A recent study conducted by a team from the Cole Eye Institute at the Cleveland Clinic Foundation highlights the importance of thoroughly vetting and fact-checking medical research content generated by artificial intelligence (AI) chatbots. The researchers, led by Hong-Uyen Hua, MD, examined the quality of ophthalmic scientific abstracts and references produced by different versions of an AI chatbot.

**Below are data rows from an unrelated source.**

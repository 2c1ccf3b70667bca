use super::mat3_rotate;
use crate::{Mat3, StrError};

/// Changes the basis of an array of matrices
///
/// Computes `R · M · Rᵀ` for each matrix, or `Rᵀ · M · R` if `transpose` is true.
///
/// A single rotation is applied to all matrices; otherwise the number of rotations must
/// equal the number of matrices.
pub fn change_basis(matrices: &[Mat3], rmats: &[Mat3], transpose: bool) -> Result<Vec<Mat3>, StrError> {
    let n = matrices.len();
    if rmats.len() != 1 && rmats.len() != n {
        return Err("the number of rotations must be one or equal to the number of matrices");
    }
    let mut res = Vec::with_capacity(n);
    for k in 0..n {
        let r = if rmats.len() == 1 { &rmats[0] } else { &rmats[k] };
        res.push(mat3_rotate(r, &matrices[k], transpose)?);
    }
    Ok(res)
}

////////////////////////////////////////////////////////////////////////////////////////////////////////////////////////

The study compared two versions of the chatbot and evaluated their ability to generate abstracts and references for clinical research questions in ophthalmology. The abstracts were assessed using modified DISCERN criteria and performance evaluation scores. Additionally, two AI output detectors were used to evaluate the abstracts. The study also calculated the hallucination rate for references generated by the chatbot, which could not be verified.

The findings of the study revealed that the quality of the abstracts generated by the two versions of the chatbot was comparable. The mean modified AI-DISCERN scores for the abstracts were 35.9 and 38.1 out of a maximum score of 50 for the earlier and updated versions, respectively. However, when it came to detecting fake scores, the updated version of the chatbot performed significantly better, with a score of 10.8% compared to 65.4% for the earlier version.

Interestingly, both versions of the chatbot had a similar hallucination rate for nonverifiable references, averaging around 30%. This indicates that while the abstracts were of decent quality, there was a potential for factual errors or hallucinations in the references generated by the chatbot.

The researchers emphasized the need for caution when using AI-generated medical content for health education or academic purposes. They warned that AI chatbots may produce references that are not credible or accurate. Clinicians and researchers should carefully vet and fact-check any content generated by AI before relying on it for medical purposes.

In conclusion, while AI chatbots have the potential to generate ideas and references for medical research, it is crucial to verify their accuracy and reliability. Further research and improvements in AI detectors are needed to ensure the integrity of AI-generated medical content.